What’s more, the new law’s focus on johns, she said, will hurt her lucrative-though-lawless trade.

“If that’s the law that’s been written, then yes, it’s going to impact business,” she said when read the new penalties.

There is no doubt that some women get into situations where they are abused or forced into work or have a large portion of their earnings taken.  But this tends to be a result of the profession being underground, giving women no legal recourse when they are abused and defrauded.  If one really is worried about women's working conditions, the best thing to do is legalize prostitution, instantly giving them access to the legal system to redress wrongs.

14 Comments

  1. me:

    There is the interesting argument to be made that anyone who sincerely believes they ought to make rules for other people to live by should be declared unfit for public offices...

  2. joe:

    Your objection assumes that legal prostitution is a possible outcome in this area. It's not. There's no advocacy group trying to bring it about. Social conservatives would strongly oppose it and if feminists pushed it they would look out of touch with mainstream values. This would reduce their ability to accomplish other things that are important to them.

    Once you accept that than intelligently eliminating it seems like the best possible option. IF you’re a feminist this seems like a good law.

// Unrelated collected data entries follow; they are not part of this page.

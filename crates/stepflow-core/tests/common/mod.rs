// Copyright (C) 2025 SyncMyOrders Sp. z o.o.
// SPDX-License-Identifier: AGPL-3.0-or-later
//! Common test infrastructure for stepflow-core engine tests.
//!
//! Engines run against an in-memory SQLite store with short intervals so the
//! scenarios finish in well under a second each.

#![allow(dead_code)]

use std::sync::Arc;
use std::sync::atomic::{AtomicUsize, Ordering};
use std::time::Duration;

use async_trait::async_trait;
use serde_json::{Value, json};

use stepflow_core::actions::{Action, ActionContext, ActionError, ActionOutput, ActionRegistry};
use stepflow_core::engine::Engine;
use stepflow_core::models::{
    Instance, InstanceStatus, JsonMap, StepDefinition, StepRecord, Template, WorkflowSchema,
};
use stepflow_core::persistence::{Persistence, SqlitePersistence};

pub const WAIT_TIMEOUT: Duration = Duration::from_secs(10);

pub async fn memory_store() -> Arc<dyn Persistence> {
    Arc::new(
        SqlitePersistence::in_memory()
            .await
            .expect("Failed to open in-memory store"),
    )
}

/// Engine with millisecond-scale intervals and the given extra actions.
pub async fn start_engine(store: Arc<dyn Persistence>, actions: ActionRegistry) -> Engine {
    Engine::builder()
        .persistence(store)
        .actions(actions)
        .check_interval(Duration::from_millis(50))
        .step_yield(Duration::from_millis(1))
        .build()
        .expect("Failed to build engine")
        .start()
        .await
        .expect("Failed to start engine")
}

pub async fn insert_template(store: &Arc<dyn Persistence>, steps: Vec<StepDefinition>) -> Template {
    let template = Template::new("test-template", WorkflowSchema::new(steps));
    store
        .insert_template(&template)
        .await
        .expect("Failed to insert template");
    template
}

/// Insert a pending instance of `template` with the given variables.
pub async fn create_instance(
    store: &Arc<dyn Persistence>,
    template: &Template,
    variables: Value,
) -> Instance {
    let instance = Instance::new(&template.id, "test-instance")
        .with_variables(to_map(variables));
    store
        .insert_instance(&instance)
        .await
        .expect("Failed to insert instance");
    instance
}

pub fn to_map(value: Value) -> JsonMap {
    value.as_object().cloned().unwrap_or_default()
}

/// Poll until the instance reaches `status`.
pub async fn wait_for_status(
    store: &Arc<dyn Persistence>,
    instance_id: &str,
    status: InstanceStatus,
) -> Instance {
    let deadline = tokio::time::Instant::now() + WAIT_TIMEOUT;
    loop {
        let instance = store
            .get_instance(instance_id)
            .await
            .expect("Failed to read instance")
            .expect("Instance disappeared");
        if instance.status == status {
            return instance;
        }
        if tokio::time::Instant::now() > deadline {
            panic!(
                "Instance {} stuck in {} (current step {:?}, error {:?}), expected {}",
                instance_id, instance.status, instance.current_step, instance.error_message, status
            );
        }
        tokio::time::sleep(Duration::from_millis(10)).await;
    }
}

/// Poll until a step record satisfies `check`.
pub async fn wait_for_step<F>(
    store: &Arc<dyn Persistence>,
    instance_id: &str,
    step_id: &str,
    check: F,
) -> StepRecord
where
    F: Fn(&StepRecord) -> bool,
{
    let deadline = tokio::time::Instant::now() + WAIT_TIMEOUT;
    loop {
        if let Some(record) = store
            .find_step(instance_id, step_id)
            .await
            .expect("Failed to read step")
        {
            if check(&record) {
                return record;
            }
        }
        if tokio::time::Instant::now() > deadline {
            panic!("Step {} of {} never reached the expected state", step_id, instance_id);
        }
        tokio::time::sleep(Duration::from_millis(10)).await;
    }
}

/// Step ids that have a record, in creation order.
pub async fn executed_steps(store: &Arc<dyn Persistence>, instance_id: &str) -> Vec<String> {
    store
        .list_steps(instance_id)
        .await
        .expect("Failed to list steps")
        .into_iter()
        .map(|s| s.step_id)
        .collect()
}

/// Test action that counts executions.
///
/// Fails transiently for the first `fail_first` runs and sleeps `delay` per run.
#[derive(Clone)]
pub struct CountingAction {
    pub name: &'static str,
    pub runs: Arc<AtomicUsize>,
    pub active: Arc<AtomicUsize>,
    pub peak: Arc<AtomicUsize>,
    pub fail_first: usize,
    pub delay: Duration,
}

impl CountingAction {
    pub fn new(name: &'static str) -> Self {
        Self {
            name,
            runs: Arc::new(AtomicUsize::new(0)),
            active: Arc::new(AtomicUsize::new(0)),
            peak: Arc::new(AtomicUsize::new(0)),
            fail_first: 0,
            delay: Duration::ZERO,
        }
    }

    pub fn failing_first(mut self, runs: usize) -> Self {
        self.fail_first = runs;
        self
    }

    pub fn with_delay(mut self, delay: Duration) -> Self {
        self.delay = delay;
        self
    }

    pub fn runs(&self) -> usize {
        self.runs.load(Ordering::SeqCst)
    }

    pub fn peak(&self) -> usize {
        self.peak.load(Ordering::SeqCst)
    }
}

#[async_trait]
impl Action for CountingAction {
    fn name(&self) -> &'static str {
        self.name
    }

    fn validate(&self, _config: &JsonMap) -> Result<(), ActionError> {
        Ok(())
    }

    async fn execute(&self, _ctx: &ActionContext<'_>) -> Result<ActionOutput, ActionError> {
        let run = self.runs.fetch_add(1, Ordering::SeqCst) + 1;
        let now = self.active.fetch_add(1, Ordering::SeqCst) + 1;
        self.peak.fetch_max(now, Ordering::SeqCst);

        if !self.delay.is_zero() {
            tokio::time::sleep(self.delay).await;
        }
        self.active.fetch_sub(1, Ordering::SeqCst);

        if run <= self.fail_first {
            return Err(ActionError::Failed(format!("{} attempt {} failed", self.name, run)));
        }

        let mut data = JsonMap::new();
        data.insert("run".to_string(), json!(run));
        Ok(ActionOutput::new(data))
    }
}

/// Registry with the built-ins plus `actions`.
pub fn registry(actions: &[&CountingAction]) -> ActionRegistry {
    let mut registry = ActionRegistry::with_builtins();
    for action in actions {
        registry.register((*action).clone());
    }
    registry
}

#[macro_export]
macro_rules! skip_if_no_db {
    () => {
        if std::env::var("TEST_DATABASE_URL").is_err() {
            eprintln!("Skipping test: TEST_DATABASE_URL not set");
            return;
        }
    };
}

#[macro_export]
macro_rules! skip_if_no_redis {
    () => {
        if std::env::var("TEST_REDIS_URL").is_err() {
            eprintln!("Skipping test: TEST_REDIS_URL not set");
            return;
        }
    };
}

If making it legal is ‘best’ that decriminalizing it is ‘next best’ The fines will fall on the buyer, not the seller so in a sense it decriminalizes the act of selling your body and criminalizes the act of buying sex.

    So the OMG HIPPOCRITTSSSSS!!!!!! Post is somewhat superficial in that it assumes they (feminists / the left) have rejected a more consistent option.

    Also, there are very few examples of historical situations where prostitution has been free from coercion and exploitation so if your goal is to better the lives of women legal prostitution seems like an iffy proposition at best.

  3. A Friend:

    joe, I'm glad John Adams didn't have your attitude, or he would have thought living without a king was an iffy proposition at best.

  4. Goober:

    Also, there are very few examples of historical situations where prostitution has been free from coercion and exploitation

    But we're not talking about historical situations, Joe, we're talking about the 21st century. Let's look at contemporary examples. The Bunny Ranch in Nevada is a perfect example - do you think that those women there are being coerced and exploited? Forced into something they don't want? I would not think so, and the reason is that because the trade there is legal, they have labor laws and courts to back them up to ensure that they are treated well by their employer.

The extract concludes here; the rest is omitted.